The term Early Help is used to describe the process of taking action early and as soon as possible to tackle problems and issues emerging for children, young people and their families. Effective help may be needed for at any point in a child or young person’s life.

Early Years

Early years refers to children from birth to the age of five.  The Early Years Foundation Stage (EYFS) sets standards for the learning, development and care of children from birth to five years old. All schools and Ofsted-registered early years providers must follow the EYFS, including childminders, preschools, nurseries and school reception classes.

Early Support

Early Support in Peterborough is a pathway for children in their pre-school years with complex health, education, or care needs.  These children will require considerable ongoing support from across education, health and care. This includes:

  • children who have great difficulty communicatin
  • children who have sensory or physical difficulties
  • children who have complex health needs

Early Years

Early years providers are required to assess children’s needs and work with parents.  All registered providers have an identified Special Educational Needs Co-ordinator (Senco).

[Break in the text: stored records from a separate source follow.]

impl Axis {
    fn new(role: ServoRole, settings: &ServoSettings, stale_after: Duration) -> Self {
        let proxy = ServoProxy::new(
            ServoIdentity {
                id: settings.id,
                role,
            },
            settings.limits,
        )
        .with_stale_after(stale_after);
        Self {
            proxy,
            calibration: settings.calibration.clone().map(Arc::new),
            settings: settings.clone(),
            state: AxisState::Unhomed,
            procedure: None,
            last_command: None,
            home: None,
            last_outcome: None,
            torque_held: false,
        }
    }

    fn role(&self) -> ServoRole {
        self.proxy.role()
    }

    fn set_state(&mut self, state: AxisState) {
        if self.state != state {
            info!("{}: {} -> {}", self.proxy.identity(), self.state, state);
            self.state = state;
        }
    }

    /// Earliest instant the next command may go out.
    fn next_command_slot(&self, now: Instant) -> Instant {
        match self.last_command {
            Some(at) => (at + self.settings.min_command_interval()).max(now),
            None => now,
        }
    }

    fn check_enabled(&self) -> ControlResult<()> {
        if self.settings.enabled {
            Ok(())
        } else {
            Err(ControlError::RoleDisabled(self.role()))
        }
    }

    fn check_can_move(&self) -> ControlResult<()> {
        self.check_enabled()?;
        match self.state {
            AxisState::Ready | AxisState::Stopped | AxisState::Moving => Ok(()),
            state => Err(ControlError::InvalidState {
                role: self.role(),
                state,
                action: "move",
            }),
        }
    }

    /// Enable torque unless it is already held. A servo without torque
    /// ignores position commands.
    fn ensure_torque(&mut self, link: &mut LinkSession) -> Result<(), ServoError> {
        if !self.torque_held {
            self.proxy.set_torque(link, true)?;
            self.torque_held = true;
        }
        Ok(())
    }

    fn set_torque(&mut self, link: &mut LinkSession, enabled: bool) -> Result<(), ServoError> {
        // Unknown until the write lands.
        self.torque_held = false;
        self.proxy.set_torque(link, enabled)?;
        self.torque_held = enabled;
        Ok(())
    }

    /// Release torque after a finished procedure when configured to.
    fn release_if_configured(&mut self, link: &mut LinkSession, result: &ControlResult<ProcedureOutcome>) {
        if !self.settings.release_after_move || link.is_failed() {
            return;
        }
        if matches!(
            result,
            Ok(ProcedureOutcome::Reached { .. }
                | ProcedureOutcome::TimedOut { .. }
                | ProcedureOutcome::Homed { .. })
        ) {
            debug!("{}: releasing torque", self.proxy.identity());
            if let Err(e) = self.set_torque(link, false) {
                warn!("{}: could not release torque: {}", self.proxy.identity(), e);
            }
        }
    }

    fn servo_err(&self, err: ServoError) -> ControlError {
        ControlError::from_servo(self.role(), err)
    }

    fn move_target(&self) -> Option<i32> {
        match &self.procedure {
            Some(Procedure::Move(plan)) => Some(plan.target),
            _ => None,
        }
    }

    fn estimate(&self) -> PositionEstimate {
        let snapshot = self.proxy.snapshot();
        PositionEstimate {
            role: self.role(),
            id: self.proxy.id(),
            enabled: self.settings.enabled,
            state: self.state,
            raw: snapshot.position,
            logical: match (&self.calibration, snapshot.position) {
                (Some(curve), Some(raw)) => Some(curve.inverse(raw)),
                _ => None,
            },
            target: self.move_target(),
            offset_from_home: self.home.zip(snapshot.position).map(|(h, p)| p - h),
            health: snapshot.health,
            age: snapshot.age,
            temperature_c: snapshot.temperature_c,
            voltage_mv: snapshot.voltage_mv,
            last_outcome: self.last_outcome.clone(),
        }
    }

    fn finish(&mut self, kind: ProcedureKind, result: ControlResult<ProcedureOutcome>) -> Finished {
        self.last_outcome = Some(match &result {
            Ok(outcome) => outcome.clone(),
            Err(ControlError::Cancelled) => ProcedureOutcome::Cancelled,
            Err(e) => ProcedureOutcome::Failed(e.to_string()),
        });
        Finished {
            role: self.role(),
            kind,
            result,
        }
    }

    // ==================== Move steps ====================

    fn step_move(&mut self, link: &mut LinkSession, mut plan: MovePlan, now: Instant) -> Step {
        match plan.phase {
            Phase::Issue { .. } => {
                let Some(&waypoint) = plan.waypoints.front() else {
                    self.set_state(AxisState::Ready);
                    return Step::Done(Ok(ProcedureOutcome::Reached { raw: plan.target }));
                };
                let issued = self
                    .ensure_torque(link)
                    .and_then(|_| self.proxy.move_to(link, waypoint, Some(plan.velocity)));
                match issued {
                    Ok(outcome) => {
                        self.last_command = Some(now);
                        plan.waypoint_started = now;
                        plan.phase = Phase::Confirm {
                            at: now
                                + Duration::from_millis(outcome.time_ms as u64)
                                + self.settings.settle_time(),
                        };
                        Step::Continue(Procedure::Move(plan))
                    }
                    Err(e) => {
                        self.set_state(AxisState::Stopped);
                        Step::Done(Err(self.servo_err(e)))
                    }
                }
            }
            Phase::Confirm { .. } => {
                let waypoint = plan.waypoints.front().copied().unwrap_or(plan.target);
                let read = self.proxy.read_state(link);
                match read {
                    Ok(pos) if (pos - waypoint).abs() <= self.settings.position_tolerance => {
                        plan.waypoints.pop_front();
                        if plan.waypoints.is_empty() {
                            debug!("{}: reached {} (target {})", self.proxy.identity(), pos, plan.target);
                            self.set_state(AxisState::Ready);
                            return Step::Done(Ok(ProcedureOutcome::Reached { raw: pos }));
                        }
                        plan.phase = Phase::Issue {
                            not_before: self.next_command_slot(now),
                        };
                        Step::Continue(Procedure::Move(plan))
                    }
                    Err(ServoError::Transport(TransportError::LinkUnavailable(reason))) => {
                        self.set_state(AxisState::Stopped);
                        Step::Done(Err(ControlError::LinkUnavailable(reason)))
                    }
                    _ => {
                        if now.duration_since(plan.waypoint_started) >= self.settings.move_timeout() {
                            warn!(
                                "{}: move to {} not confirmed within {:?}",
                                self.proxy.identity(),
                                waypoint,
                                self.settings.move_timeout()
                            );
                            self.set_state(AxisState::Ready);
                            return Step::Done(Ok(ProcedureOutcome::TimedOut {
                                target: plan.target,
                                last: self.proxy.last_position(),
                            }));
                        }
                        plan.phase = Phase::Confirm {
                            at: now + self.settings.settle_time(),
                        };
                        Step::Continue(Procedure::Move(plan))
                    }
                }
            }
        }
    }

    // ==================== Homing steps ====================

    fn step_homing(&mut self, link: &mut LinkSession, mut plan: HomingPlan, now: Instant) -> Step {
        let role = self.role();
        match plan.phase {
            Phase::Issue { .. } => {
                let Some(from) = self.proxy.last_position() else {
                    plan.phase = Phase::Confirm { at: now };
                    return Step::Continue(Procedure::Homing(plan));
                };
                let target = from + self.settings.home_direction.sign() * self.settings.homing_step;
                let velocity = self.settings.homing_velocity;
                let issued = self
                    .ensure_torque(link)
                    .and_then(|_| self.proxy.move_to(link, target, Some(velocity)));
                match issued {
                    Ok(outcome) => {
                        self.last_command = Some(now);
                        plan.steps += 1;
                        plan.phase = Phase::Confirm {
                            at: now
                                + Duration::from_millis(outcome.time_ms as u64)
                                + self.settings.settle_time(),
                        };
                        Step::Continue(Procedure::Homing(plan))
                    }
                    Err(e) => {
                        self.set_state(AxisState::Unhomed);
                        Step::Done(Err(self.servo_err(e)))
                    }
                }
            }
            Phase::Confirm { .. } => {
                match self.proxy.read_state(link) {
                    Ok(pos) => {
                        if let Some(prev) = plan.previous {
                            if (pos - prev).abs() <= self.settings.position_tolerance {
                                info!("{}: homed at {}", self.proxy.identity(), pos);
                                self.home = Some(pos);
                                self.set_state(AxisState::Ready);
                                return Step::Done(Ok(ProcedureOutcome::Homed { reference: pos }));
                            }
                        }
                        plan.previous = Some(pos);
                    }
                    Err(ServoError::Transport(TransportError::LinkUnavailable(reason))) => {
                        self.set_state(AxisState::Unhomed);
                        return Step::Done(Err(ControlError::LinkUnavailable(reason)));
                    }
                    Err(e) => {
                        warn!("{}: homing read failed: {}", self.proxy.identity(), e);
                        plan.previous = None;
                        plan.steps += 1;
                        if plan.steps < self.settings.homing_max_attempts {
                            plan.phase = Phase::Confirm {
                                at: now + self.settings.settle_time(),
                            };
                            return Step::Continue(Procedure::Homing(plan));
                        }
                    }
                }

                if plan.steps >= self.settings.homing_max_attempts {
                    self.set_state(AxisState::Unhomed);
                    return Step::Done(Err(ControlError::HomingFailed {
                        role,
                        reason: format!(
                            "no stable position after {} attempts",
                            plan.steps
                        ),
                    }));
                }
                plan.phase = Phase::Issue {
                    not_before: self.next_command_slot(now),
                };
                Step::Continue(Procedure::Homing(plan))
            }
        }
    }

    fn step(&mut self, link: &mut LinkSession, now: Instant) -> Option<Finished> {
        let procedure = self.procedure.take()?;
        if procedure.wake() > now {
            self.procedure = Some(procedure);
            return None;
        }
        let kind = procedure.kind();
        let step = match procedure {
            Procedure::Move(plan) => self.step_move(link, plan, now),
            Procedure::Homing(plan) => self.step_homing(link, plan, now),
        };
        match step {
            Step::Continue(next) => {
                self.procedure = Some(next);
                None
            }
            Step::Done(result) => {
                self.release_if_configured(link, &result);
                Some(self.finish(kind, result))
            }
        }
    }

    /// Put the servo in a known configuration and take a first reading.
    fn initialize(&mut self, link: &mut LinkSession) -> Result<(), ServoError> {
        let limits = self.settings.limits;
        let (min, max) = limits.effective();
        self.proxy.set_servo_mode(link)?;
        self.proxy
            .set_temperature_limit(link, self.settings.temperature_limit_c)?;
        self.proxy
            .write_angle_limits(link, min.max(0) as u16, max.max(0) as u16)?;
        self.proxy.read_state(link)?;
        self.proxy.read_telemetry(link)?;
        self.set_torque(link, !self.settings.release_after_move)
    }
}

We provide advice, support and training to Sencos to ensure they are adequately trained to understand and meet the needs of children who may have additional requirements.

Early Years Providers have to ensure all staff are appropriately qualified and have  any additional training as required. This should be available on request.

Ongoing assessment is part of the learning and development process. Practitioners in settings will regularly observe children to understand their interests and learning styles and then plan for each individual child’s needs.

When a child is aged between two and three a setting must review their progress and provide parents with a written summary of their child’s development. This must identify the child’s strengths and any areas where progress is less than expected.

Beyond this age it is for the provider to decide what any written summary should include, but the summary must highlight areas in which a child is progressing well and where some additional support might be needed.  Where there is a concern the written summary must describe the activities and strategies the provider intends to adopt to address any issues or concerns. Practitioners must also discuss with parents how the summary of development can be used to support learning at home.

If further support is required, early years providers can undertake an Early Help Assessment and refer for support from the Early Support Pathway.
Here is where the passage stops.